• REQUIRED ACTION: Find each line in the records below that contains the word "before", and copy it out.

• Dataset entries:
########
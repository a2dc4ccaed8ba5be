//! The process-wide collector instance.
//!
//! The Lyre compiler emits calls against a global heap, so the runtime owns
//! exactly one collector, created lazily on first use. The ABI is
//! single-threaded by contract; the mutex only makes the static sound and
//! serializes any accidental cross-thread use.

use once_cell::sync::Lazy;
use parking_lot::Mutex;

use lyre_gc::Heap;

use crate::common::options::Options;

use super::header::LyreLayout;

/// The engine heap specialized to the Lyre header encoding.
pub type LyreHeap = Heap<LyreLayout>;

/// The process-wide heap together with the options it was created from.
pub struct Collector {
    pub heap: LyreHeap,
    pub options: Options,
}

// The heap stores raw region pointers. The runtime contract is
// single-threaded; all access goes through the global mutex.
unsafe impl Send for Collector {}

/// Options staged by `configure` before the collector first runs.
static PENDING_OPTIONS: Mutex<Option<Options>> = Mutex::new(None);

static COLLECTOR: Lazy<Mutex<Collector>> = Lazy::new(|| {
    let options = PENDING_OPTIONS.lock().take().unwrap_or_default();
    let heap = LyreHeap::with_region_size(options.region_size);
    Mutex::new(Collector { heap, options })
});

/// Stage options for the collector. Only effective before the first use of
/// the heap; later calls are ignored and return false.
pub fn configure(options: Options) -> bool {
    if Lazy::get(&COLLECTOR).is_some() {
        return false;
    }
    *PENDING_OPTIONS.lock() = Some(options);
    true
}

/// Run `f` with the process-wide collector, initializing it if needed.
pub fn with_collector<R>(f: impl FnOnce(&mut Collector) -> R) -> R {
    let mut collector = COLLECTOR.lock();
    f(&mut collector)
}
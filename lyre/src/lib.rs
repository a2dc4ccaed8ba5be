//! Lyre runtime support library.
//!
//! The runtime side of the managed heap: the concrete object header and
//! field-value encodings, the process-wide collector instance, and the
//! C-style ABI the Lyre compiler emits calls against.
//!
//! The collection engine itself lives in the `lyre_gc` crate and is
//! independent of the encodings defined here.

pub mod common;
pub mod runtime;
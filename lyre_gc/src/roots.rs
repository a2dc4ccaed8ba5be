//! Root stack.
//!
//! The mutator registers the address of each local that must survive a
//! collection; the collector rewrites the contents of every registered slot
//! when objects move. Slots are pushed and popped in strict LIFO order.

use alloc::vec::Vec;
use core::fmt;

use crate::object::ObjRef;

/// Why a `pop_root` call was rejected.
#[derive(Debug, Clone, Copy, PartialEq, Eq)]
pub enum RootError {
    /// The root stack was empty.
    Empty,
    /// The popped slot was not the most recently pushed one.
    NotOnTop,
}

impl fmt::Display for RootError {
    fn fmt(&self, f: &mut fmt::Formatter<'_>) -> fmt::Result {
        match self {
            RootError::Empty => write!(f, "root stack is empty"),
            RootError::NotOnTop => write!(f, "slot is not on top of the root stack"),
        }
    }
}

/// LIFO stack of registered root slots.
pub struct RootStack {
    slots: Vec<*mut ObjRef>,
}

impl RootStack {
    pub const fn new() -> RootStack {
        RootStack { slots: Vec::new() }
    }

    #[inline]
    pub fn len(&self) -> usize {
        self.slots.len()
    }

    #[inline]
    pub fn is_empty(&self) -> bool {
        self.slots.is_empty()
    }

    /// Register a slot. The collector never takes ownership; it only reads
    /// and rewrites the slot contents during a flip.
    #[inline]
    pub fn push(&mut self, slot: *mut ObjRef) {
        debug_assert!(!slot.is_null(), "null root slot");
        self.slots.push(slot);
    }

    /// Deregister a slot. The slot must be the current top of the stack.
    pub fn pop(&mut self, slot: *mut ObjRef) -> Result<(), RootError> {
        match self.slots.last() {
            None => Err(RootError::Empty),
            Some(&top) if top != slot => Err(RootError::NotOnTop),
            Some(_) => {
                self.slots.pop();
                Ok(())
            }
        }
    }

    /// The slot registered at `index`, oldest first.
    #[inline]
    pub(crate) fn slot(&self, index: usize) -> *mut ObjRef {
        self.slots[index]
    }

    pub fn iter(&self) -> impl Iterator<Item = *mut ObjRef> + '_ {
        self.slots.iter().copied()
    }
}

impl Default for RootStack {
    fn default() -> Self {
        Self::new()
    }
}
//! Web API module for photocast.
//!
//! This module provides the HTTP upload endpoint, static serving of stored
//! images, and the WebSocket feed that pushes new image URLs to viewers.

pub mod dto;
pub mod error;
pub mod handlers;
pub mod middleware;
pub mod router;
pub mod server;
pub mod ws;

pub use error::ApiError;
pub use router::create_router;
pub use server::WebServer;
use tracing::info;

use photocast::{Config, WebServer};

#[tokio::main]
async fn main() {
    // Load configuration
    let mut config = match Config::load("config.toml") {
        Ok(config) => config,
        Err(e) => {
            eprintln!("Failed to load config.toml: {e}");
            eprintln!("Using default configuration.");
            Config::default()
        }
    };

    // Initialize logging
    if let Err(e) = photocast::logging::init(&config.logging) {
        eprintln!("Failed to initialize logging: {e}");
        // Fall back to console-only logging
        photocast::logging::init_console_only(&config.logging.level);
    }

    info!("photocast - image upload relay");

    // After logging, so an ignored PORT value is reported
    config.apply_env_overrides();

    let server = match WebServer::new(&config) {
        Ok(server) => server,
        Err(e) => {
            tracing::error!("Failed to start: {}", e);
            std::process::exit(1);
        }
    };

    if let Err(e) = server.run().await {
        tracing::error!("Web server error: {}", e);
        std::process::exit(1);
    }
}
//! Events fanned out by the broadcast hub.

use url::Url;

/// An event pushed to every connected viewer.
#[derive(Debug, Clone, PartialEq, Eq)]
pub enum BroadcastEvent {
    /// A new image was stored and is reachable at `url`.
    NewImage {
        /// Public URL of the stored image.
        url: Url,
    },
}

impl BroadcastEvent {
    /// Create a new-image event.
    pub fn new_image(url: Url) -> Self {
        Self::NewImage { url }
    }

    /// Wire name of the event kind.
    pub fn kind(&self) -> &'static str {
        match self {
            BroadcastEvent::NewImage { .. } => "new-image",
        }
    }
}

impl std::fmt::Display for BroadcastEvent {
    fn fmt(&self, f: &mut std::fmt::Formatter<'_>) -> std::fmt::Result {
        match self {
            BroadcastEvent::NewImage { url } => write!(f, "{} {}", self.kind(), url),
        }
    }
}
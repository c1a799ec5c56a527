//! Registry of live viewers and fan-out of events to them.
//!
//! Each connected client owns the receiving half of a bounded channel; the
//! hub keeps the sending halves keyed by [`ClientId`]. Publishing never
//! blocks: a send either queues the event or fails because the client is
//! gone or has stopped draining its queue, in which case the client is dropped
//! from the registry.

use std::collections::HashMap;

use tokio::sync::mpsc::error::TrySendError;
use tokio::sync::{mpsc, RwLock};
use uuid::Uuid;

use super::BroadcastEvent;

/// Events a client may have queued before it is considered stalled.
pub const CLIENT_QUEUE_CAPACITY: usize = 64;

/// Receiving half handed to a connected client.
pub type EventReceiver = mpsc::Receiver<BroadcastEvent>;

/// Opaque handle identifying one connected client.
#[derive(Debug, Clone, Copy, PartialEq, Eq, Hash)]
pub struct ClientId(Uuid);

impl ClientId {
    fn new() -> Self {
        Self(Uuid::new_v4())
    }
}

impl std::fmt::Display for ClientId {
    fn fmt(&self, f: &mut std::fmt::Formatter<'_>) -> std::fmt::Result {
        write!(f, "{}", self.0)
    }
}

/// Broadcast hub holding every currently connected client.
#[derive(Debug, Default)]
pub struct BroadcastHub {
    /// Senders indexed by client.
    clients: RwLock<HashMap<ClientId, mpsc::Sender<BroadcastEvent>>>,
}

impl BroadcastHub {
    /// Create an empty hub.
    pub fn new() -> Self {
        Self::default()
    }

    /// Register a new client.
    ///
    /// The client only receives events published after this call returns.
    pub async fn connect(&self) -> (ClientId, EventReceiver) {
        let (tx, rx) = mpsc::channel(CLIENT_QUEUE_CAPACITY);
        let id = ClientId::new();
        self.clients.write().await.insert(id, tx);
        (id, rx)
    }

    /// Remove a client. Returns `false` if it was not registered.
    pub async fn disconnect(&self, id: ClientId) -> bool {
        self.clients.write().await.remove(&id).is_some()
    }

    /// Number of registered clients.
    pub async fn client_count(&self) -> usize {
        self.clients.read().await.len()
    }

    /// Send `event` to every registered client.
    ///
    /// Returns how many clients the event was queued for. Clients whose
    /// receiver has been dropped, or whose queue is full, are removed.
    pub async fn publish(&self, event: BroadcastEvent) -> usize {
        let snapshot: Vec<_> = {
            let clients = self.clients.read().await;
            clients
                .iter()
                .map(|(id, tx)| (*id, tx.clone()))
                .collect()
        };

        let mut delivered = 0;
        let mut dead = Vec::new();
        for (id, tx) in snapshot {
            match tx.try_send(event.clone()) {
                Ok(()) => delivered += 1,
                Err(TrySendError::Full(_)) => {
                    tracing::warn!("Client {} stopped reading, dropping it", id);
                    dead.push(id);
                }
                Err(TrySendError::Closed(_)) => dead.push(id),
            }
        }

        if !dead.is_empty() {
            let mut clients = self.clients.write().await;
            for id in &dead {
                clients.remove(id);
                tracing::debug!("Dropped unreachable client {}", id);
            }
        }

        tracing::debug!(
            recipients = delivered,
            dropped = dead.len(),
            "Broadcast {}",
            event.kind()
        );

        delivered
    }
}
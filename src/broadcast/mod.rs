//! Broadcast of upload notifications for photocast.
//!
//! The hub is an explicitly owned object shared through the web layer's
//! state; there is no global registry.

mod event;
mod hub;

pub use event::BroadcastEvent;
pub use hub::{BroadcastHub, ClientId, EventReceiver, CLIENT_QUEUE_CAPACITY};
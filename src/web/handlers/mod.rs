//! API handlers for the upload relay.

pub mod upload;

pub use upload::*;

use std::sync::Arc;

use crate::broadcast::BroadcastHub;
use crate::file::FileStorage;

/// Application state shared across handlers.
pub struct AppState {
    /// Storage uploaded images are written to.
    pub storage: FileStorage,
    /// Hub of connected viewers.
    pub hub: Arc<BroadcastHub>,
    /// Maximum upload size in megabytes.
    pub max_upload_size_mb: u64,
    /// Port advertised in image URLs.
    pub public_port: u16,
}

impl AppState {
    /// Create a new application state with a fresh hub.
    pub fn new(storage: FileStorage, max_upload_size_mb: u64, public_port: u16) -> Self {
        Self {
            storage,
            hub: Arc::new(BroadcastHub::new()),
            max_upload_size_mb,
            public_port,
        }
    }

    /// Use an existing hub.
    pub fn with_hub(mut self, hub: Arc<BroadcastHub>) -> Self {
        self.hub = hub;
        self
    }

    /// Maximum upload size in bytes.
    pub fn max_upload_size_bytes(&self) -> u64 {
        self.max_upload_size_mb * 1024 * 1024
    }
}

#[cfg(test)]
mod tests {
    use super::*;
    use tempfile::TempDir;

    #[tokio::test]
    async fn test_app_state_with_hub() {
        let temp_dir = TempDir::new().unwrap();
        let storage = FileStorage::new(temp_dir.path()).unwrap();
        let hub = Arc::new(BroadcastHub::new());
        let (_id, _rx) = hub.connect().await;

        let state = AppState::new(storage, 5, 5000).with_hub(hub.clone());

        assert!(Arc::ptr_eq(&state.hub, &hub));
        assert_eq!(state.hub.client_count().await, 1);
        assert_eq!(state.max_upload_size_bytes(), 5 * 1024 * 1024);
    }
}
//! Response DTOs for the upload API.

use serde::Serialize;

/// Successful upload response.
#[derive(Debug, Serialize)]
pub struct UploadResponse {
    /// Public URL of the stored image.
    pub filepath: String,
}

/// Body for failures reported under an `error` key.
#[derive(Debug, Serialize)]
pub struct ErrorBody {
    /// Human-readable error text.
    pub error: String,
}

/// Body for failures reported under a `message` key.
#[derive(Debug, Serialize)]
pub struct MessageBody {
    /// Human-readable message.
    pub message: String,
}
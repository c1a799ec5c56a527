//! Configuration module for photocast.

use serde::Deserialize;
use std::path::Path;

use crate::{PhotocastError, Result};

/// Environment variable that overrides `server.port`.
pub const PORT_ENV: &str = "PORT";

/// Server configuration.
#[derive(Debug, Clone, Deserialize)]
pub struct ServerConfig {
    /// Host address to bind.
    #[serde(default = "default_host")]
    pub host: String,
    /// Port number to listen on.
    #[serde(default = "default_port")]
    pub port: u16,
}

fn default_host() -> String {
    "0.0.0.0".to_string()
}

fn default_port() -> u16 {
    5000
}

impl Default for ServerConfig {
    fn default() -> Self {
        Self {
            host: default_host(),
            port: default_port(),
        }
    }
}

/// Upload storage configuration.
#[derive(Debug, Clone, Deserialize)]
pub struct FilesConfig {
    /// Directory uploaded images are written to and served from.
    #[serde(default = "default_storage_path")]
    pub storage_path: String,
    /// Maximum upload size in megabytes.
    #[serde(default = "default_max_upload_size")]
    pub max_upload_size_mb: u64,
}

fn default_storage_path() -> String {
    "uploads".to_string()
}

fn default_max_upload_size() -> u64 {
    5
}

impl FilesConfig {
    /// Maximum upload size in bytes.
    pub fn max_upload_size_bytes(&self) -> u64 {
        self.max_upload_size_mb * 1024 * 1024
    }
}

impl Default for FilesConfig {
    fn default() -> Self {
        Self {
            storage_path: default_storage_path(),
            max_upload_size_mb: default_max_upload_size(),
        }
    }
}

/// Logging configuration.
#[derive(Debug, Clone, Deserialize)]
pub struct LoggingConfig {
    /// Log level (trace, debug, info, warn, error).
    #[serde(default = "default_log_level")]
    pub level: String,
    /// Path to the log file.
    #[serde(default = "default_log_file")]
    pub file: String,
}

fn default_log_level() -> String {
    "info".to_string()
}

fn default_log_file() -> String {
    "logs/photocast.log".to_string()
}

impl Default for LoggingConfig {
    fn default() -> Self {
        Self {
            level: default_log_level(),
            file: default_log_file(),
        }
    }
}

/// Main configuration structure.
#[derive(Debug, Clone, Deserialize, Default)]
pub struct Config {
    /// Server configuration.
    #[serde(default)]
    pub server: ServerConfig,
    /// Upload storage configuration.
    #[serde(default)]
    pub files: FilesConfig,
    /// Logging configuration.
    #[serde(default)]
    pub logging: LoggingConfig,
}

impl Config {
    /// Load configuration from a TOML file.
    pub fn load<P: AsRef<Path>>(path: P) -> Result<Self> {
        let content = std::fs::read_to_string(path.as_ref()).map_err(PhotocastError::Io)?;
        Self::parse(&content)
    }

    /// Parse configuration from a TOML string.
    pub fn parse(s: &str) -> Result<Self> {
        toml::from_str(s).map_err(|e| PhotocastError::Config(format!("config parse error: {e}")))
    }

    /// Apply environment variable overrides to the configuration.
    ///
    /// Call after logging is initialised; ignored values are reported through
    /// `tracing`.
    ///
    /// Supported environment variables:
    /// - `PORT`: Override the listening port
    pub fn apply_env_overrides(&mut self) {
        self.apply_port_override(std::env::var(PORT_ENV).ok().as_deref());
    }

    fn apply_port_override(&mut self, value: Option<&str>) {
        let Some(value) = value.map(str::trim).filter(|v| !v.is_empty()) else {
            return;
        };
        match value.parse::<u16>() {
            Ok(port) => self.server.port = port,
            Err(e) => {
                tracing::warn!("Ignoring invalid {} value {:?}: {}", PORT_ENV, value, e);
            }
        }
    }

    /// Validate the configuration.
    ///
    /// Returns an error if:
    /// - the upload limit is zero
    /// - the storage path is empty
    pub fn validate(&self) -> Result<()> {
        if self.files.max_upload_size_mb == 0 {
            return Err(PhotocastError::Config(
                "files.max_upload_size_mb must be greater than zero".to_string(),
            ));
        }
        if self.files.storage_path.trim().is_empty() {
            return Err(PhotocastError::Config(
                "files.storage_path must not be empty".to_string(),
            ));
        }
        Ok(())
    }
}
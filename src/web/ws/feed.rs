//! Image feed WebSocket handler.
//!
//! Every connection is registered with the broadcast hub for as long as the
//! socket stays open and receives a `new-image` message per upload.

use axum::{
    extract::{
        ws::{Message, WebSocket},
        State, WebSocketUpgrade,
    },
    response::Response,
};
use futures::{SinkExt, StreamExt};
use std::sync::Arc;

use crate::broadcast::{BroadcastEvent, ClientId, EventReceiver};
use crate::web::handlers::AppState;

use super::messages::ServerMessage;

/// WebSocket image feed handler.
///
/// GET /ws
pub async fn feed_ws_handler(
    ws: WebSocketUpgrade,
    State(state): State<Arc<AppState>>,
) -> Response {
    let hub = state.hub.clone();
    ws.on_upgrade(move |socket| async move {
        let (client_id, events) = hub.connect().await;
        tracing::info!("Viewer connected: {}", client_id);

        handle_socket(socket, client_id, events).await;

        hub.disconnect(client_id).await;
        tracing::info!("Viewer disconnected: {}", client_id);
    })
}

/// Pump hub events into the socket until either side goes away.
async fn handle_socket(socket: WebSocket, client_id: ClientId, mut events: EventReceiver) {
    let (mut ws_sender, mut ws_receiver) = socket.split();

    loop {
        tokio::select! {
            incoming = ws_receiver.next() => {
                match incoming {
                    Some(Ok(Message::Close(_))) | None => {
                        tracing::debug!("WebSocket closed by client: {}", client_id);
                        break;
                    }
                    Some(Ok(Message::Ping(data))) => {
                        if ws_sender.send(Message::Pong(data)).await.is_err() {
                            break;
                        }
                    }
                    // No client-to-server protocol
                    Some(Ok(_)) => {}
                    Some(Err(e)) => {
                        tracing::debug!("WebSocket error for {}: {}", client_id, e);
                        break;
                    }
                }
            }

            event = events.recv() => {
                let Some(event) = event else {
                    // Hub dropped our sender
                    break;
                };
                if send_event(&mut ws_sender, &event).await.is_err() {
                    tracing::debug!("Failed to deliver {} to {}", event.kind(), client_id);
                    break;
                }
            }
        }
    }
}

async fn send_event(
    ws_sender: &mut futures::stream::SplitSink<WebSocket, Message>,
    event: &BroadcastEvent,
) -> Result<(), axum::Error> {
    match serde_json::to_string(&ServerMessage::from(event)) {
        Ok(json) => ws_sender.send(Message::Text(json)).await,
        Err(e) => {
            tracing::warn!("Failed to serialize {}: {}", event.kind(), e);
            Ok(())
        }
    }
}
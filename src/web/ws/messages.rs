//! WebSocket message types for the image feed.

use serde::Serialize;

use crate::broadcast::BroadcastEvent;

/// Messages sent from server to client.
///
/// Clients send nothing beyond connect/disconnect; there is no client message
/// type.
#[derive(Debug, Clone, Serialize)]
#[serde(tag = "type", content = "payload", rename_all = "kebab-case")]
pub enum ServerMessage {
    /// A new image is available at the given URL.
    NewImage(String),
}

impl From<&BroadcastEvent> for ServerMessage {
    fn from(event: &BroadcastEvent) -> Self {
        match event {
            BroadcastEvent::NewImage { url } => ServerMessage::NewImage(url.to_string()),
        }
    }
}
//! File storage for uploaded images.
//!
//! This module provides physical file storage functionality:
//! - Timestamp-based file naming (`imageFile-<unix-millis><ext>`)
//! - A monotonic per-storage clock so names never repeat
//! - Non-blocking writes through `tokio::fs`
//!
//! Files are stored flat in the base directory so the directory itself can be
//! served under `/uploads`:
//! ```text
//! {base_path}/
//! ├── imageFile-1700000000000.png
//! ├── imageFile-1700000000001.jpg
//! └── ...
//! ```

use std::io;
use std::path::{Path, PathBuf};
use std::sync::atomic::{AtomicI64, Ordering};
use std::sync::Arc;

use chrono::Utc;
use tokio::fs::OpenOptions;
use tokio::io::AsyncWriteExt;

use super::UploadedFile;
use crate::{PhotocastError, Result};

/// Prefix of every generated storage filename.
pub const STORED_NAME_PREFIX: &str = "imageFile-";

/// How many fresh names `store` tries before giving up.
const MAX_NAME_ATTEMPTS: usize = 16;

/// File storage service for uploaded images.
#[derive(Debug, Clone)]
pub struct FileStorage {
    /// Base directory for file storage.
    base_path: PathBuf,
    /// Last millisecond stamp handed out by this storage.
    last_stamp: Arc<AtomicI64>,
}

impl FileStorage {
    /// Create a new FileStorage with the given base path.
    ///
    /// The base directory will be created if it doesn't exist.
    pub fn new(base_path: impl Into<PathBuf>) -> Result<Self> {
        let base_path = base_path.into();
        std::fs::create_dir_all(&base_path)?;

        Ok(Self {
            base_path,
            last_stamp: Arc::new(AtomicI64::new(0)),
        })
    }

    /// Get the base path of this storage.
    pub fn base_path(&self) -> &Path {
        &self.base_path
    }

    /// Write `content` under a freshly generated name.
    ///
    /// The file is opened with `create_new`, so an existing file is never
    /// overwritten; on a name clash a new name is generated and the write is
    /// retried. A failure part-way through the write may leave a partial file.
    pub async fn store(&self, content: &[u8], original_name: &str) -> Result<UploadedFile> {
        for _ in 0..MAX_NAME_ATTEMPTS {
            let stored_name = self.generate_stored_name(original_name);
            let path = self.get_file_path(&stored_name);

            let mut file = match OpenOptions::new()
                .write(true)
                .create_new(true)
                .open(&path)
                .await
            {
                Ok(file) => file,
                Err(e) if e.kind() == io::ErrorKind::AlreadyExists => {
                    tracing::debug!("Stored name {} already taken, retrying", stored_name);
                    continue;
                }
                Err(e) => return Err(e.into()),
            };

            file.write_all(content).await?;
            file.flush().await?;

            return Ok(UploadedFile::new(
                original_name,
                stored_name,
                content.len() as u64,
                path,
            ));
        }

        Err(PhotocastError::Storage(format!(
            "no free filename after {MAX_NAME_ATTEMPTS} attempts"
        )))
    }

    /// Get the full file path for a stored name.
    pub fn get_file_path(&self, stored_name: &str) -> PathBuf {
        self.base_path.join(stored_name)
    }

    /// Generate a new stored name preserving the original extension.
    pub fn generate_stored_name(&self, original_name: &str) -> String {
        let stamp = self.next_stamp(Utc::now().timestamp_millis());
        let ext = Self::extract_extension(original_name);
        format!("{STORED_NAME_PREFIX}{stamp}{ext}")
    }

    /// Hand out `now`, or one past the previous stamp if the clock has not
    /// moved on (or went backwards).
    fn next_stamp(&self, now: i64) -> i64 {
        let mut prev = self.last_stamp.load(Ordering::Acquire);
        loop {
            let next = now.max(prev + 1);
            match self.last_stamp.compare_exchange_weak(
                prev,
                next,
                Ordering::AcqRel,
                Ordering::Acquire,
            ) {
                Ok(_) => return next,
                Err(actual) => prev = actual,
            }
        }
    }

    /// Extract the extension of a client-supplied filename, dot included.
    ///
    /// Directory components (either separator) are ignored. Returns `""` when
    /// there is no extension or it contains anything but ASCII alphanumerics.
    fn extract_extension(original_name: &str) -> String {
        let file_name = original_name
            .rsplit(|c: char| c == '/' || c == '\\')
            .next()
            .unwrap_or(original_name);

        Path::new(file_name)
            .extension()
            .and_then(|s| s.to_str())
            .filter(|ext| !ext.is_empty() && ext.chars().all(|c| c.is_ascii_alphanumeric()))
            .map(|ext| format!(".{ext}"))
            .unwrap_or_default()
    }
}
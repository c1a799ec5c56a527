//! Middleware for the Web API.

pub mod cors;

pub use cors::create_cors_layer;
########
• SOLUTION FOR THIS TASK:
/// Options staged by `configure` before the collector first runs.
/// Stage options for the collector. Only effective before the first use of
/// Events a client may have queued before it is considered stalled.
/// How many fresh names `store` tries before giving up.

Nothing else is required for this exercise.